San Francisco is a wonderful city for an event, and Team Parkinson's participation as an Official Charity of the US Half Marathon was no exception. Against the beautiful backdrop of the San Francisco skyline and the world famous Golden Gate Bridge, more than 30 Team Parkinson volunteers cheered in more than a dozen runners and walkers in the 13 .1-mile race. Jennifer Bugnatto, our Team Parkinson coordinator in San Francisco, did a fantastic job for the second year in a row. Her organizational skills and attention to detail made this race weekend a tremendous success. On Saturday, October 16th, Team Parkinson had a table at the US Half Expo at the Hyatt Fisherman's Wharf. A couple thousand people came through the Expo to pick up their TP t-shirts and race singlets. Many showed some interest in our organization as we gathered new names for our growing mailing list and there were some generous donations as well. On Saturday evening, thanks to the efforts of Maggie Bugnatto, Jennifer's mom, we had a wonderful carbo-loading dinner for more than a dozen athletes and volunteers at the Delancey Street restaurant. The atmosphere and service were perfect and the food excellent. We hope to be back there next year. All-in-all it was a very productive day.

Race day was Sunday, October 17. Carol Walton and Edna Ball were out in the dark at 5:30am setting up our TP tent at the finish line area of the race. This involved some interesting (if not downright illegal) maneuvers like moving police barricades out of the way and driving the van over a curb between two parking meters! Team Parkinson had about 30 volunteers helping the race effort. Many of them were manning the TP water station at mile 7 across the Golden Gate Bridge, which was commended by the Golden Gate Bridge District for being the nicest and neatest water station ever! Volunteers also manned the registration tent and the finish line. Their duties were to remove the athletes' timing chips and award them their medals. Team Parkinson was beautifully visible throughout the event in our bright blue t-shirts and we made a very good impression.

For those in the race itself, there was much to be thankful for; it was a cool and comfortable morning, with light mist at times and a cool breeze in the face on the way back over the bridge. It was not a particularly hilly or challenging course; the path was easy to follow and the spectators were at the right spots to keep us on course. They were occasionally loud enough to spur us on and encouraged us to pick up the pace.  The course wound easily along the north edge of the city until it climbed up and entered onto the Golden Gate Bridge. Then it just got incredible, with the top of the pylons shrouded in the morning fog, and the beautiful cove full of sailboats waiting at the north end.  At the end of our northbound leg, we swung right to go down and under the bridge and then climbed back up to re-enter on the southbound side. But first we passed through the Team Parkinson water station. You guys were awesome! Water and Gatorade were plentiful and delivered with cheerful smiles and words of encouragement. Southbound across the bridge the city was shrouded in the morning fog -hardly more than a shadow-box image - until we were back on the city streets facing the longest miles of the course. Those last 4 miles are mostly flat, and unusually painful. They seem to go on forever; but finally, with less than a mile to go, you have to break out of the flat plodding gait and climb over one last seemingly insurmountable hill just before the finish line.  But we made it, and we were greeted by the cheers and smiles and tender care of our Team Parkinson volunteers who carefully removed the electronic chips from our feet and wrapped our necks with medals.     

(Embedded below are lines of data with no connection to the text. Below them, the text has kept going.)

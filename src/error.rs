//! Error types for mail2repo.

/// Top-level error type for the bridge.
#[derive(Debug, thiserror::Error)]
pub enum Error {
    #[error("Configuration error: {0}")]
    Config(#[from] ConfigError),

    #[error("Subject error: {0}")]
    Subject(#[from] SubjectError),

    #[error("Mailbox error: {0}")]
    Mailbox(#[from] MailboxError),

    #[error("Hosting error: {0}")]
    Hosting(#[from] HostingError),
}

/// Configuration-related errors.
#[derive(Debug, thiserror::Error)]
pub enum ConfigError {
    #[error("Missing required environment variable: {0}")]
    MissingEnvVar(String),

    #[error("Invalid configuration value for {key}: {message}")]
    InvalidValue { key: String, message: String },
}

/// Subject-line parsing errors.
///
/// Malformed directive syntax is never an error (it stays in the path
/// text); the only way a subject fails is by having no path left.
#[derive(Debug, Clone, PartialEq, Eq, thiserror::Error)]
pub enum SubjectError {
    #[error("subject contains no file path after stripping directives")]
    EmptyPath,
}

/// Mailbox collaborator errors. Raised from `list_unseen`, any of
/// these aborts the whole invocation — nothing gets marked seen.
#[derive(Debug, thiserror::Error)]
pub enum MailboxError {
    #[error("IMAP connection to {host}:{port} failed: {reason}")]
    Connect {
        host: String,
        port: u16,
        reason: String,
    },

    #[error("IMAP login failed for {user}")]
    Auth { user: String },

    #[error("IMAP protocol error: {0}")]
    Protocol(String),

    #[error("TLS setup failed: {0}")]
    Tls(String),
}

/// Hosting collaborator errors, split by which step of a commit they
/// terminate.
#[derive(Debug, thiserror::Error)]
pub enum HostingError {
    /// Current file/branch state could not be determined.
    #[error("lookup failed for {repo}:{path}@{branch}: {reason}")]
    Lookup {
        repo: String,
        branch: String,
        path: String,
        reason: String,
    },

    /// The create-or-update call was rejected. Includes stale-hash
    /// conflicts, which are never retried.
    #[error("write rejected for {repo}:{path}@{branch}: {reason}")]
    Write {
        repo: String,
        branch: String,
        path: String,
        reason: String,
    },

    /// The target branch was missing and could not be created.
    #[error("branch {branch} unavailable in {repo}: {reason}")]
    Branch {
        repo: String,
        branch: String,
        reason: String,
    },

    /// Tag creation failed after a successful commit. Non-fatal: the
    /// commit stands, the failure is reported alongside it.
    #[error("tag {tag} creation failed in {repo}: {reason}")]
    Tag {
        repo: String,
        tag: String,
        reason: String,
    },
}

/// Result type alias for the bridge.
pub type Result<T> = std::result::Result<T, Error>;
use std::sync::Arc;
use std::time::Duration;

use tracing_subscriber::fmt::writer::MakeWriterExt;

use mail2repo::config::AppConfig;
use mail2repo::hosting::{GithubClient, HostingClient};
use mail2repo::mailbox::ImapMailbox;
use mail2repo::orchestrator::CommitOrchestrator;
use mail2repo::pump::MailboxPump;

#[tokio::main]
async fn main() -> anyhow::Result<()> {
    // Install rustls crypto provider before any TLS usage
    rustls::crypto::ring::default_provider()
        .install_default()
        .expect("Failed to install rustls crypto provider");

    // Initialize tracing — stderr plus a log file
    let file_appender = tracing_appender::rolling::never(".", "mail2repo.log");
    let (file_writer, _guard) = tracing_appender::non_blocking(file_appender);
    tracing_subscriber::fmt()
        .with_env_filter(
            tracing_subscriber::EnvFilter::try_from_default_env()
                .unwrap_or_else(|_| tracing_subscriber::EnvFilter::new("info")),
        )
        .with_writer(file_writer.and(std::io::stderr))
        .with_ansi(false)
        .with_target(false)
        .init();

    let config = AppConfig::from_env().unwrap_or_else(|e| {
        eprintln!("Error: {e}");
        std::process::exit(1);
    });

    let senders = &config.mailbox.allowed_senders;
    eprintln!("📬 mail2repo v{}", env!("CARGO_PKG_VERSION"));
    eprintln!(
        "   IMAP: {}:{} as {}",
        config.mailbox.imap_host, config.mailbox.imap_port, config.mailbox.username
    );
    eprintln!(
        "   Target: {} (branch {})",
        config.resolver.default_repo, config.resolver.default_branch
    );
    eprintln!(
        "   Senders: {}",
        if senders.iter().any(|s| s == "*") {
            "everyone".to_string()
        } else if senders.is_empty() {
            "none (deny all)".to_string()
        } else {
            senders.join(", ")
        }
    );

    let mailbox = Arc::new(ImapMailbox::new(config.mailbox.clone()));
    let hosting: Arc<dyn HostingClient> = Arc::new(GithubClient::new(&config.hosting)?);
    let orchestrator = CommitOrchestrator::new(hosting, config.resolver.default_branch.clone());
    let pump = MailboxPump::new(
        mailbox,
        orchestrator,
        config.resolver.clone(),
        config.mailbox.allowed_senders.clone(),
    );

    match config.poll_interval_secs {
        // Default: one pass per invocation, scheduling left to cron.
        None => {
            eprintln!("   Mode: single pass\n");
            let report = pump.run_once().await?;
            tracing::info!(
                messages = report.len(),
                committed = report.committed(),
                "Invocation finished"
            );
        }
        Some(secs) => {
            eprintln!("   Mode: polling every {secs}s\n");
            let mut tick = tokio::time::interval(Duration::from_secs(secs));
            loop {
                tick.tick().await;
                if let Err(e) = pump.run_once().await {
                    tracing::error!(error = %e, "Pass aborted");
                }
            }
        }
    }

    Ok(())
}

We want to thank race director Ryan Dawkins and the US Half Marathon for granting us this opportunity. A huge thank you goes to Jennifer Bugnatto for an excellent job as TP coordinator in San Francisco, to Maggie Bugnatto for making all the carbo-dinner arrangements, to all the volunteers who gave so generously of their time and energy, and to all the athletes who trained so hard to run or walk for this cause. A very big thank you goes to everyone who donated money so that we can continue to fund research that will one day lead to a cure for Parkinson's disease.

So far, Team Parkinson has raised over $15,000, and donations are still coming in.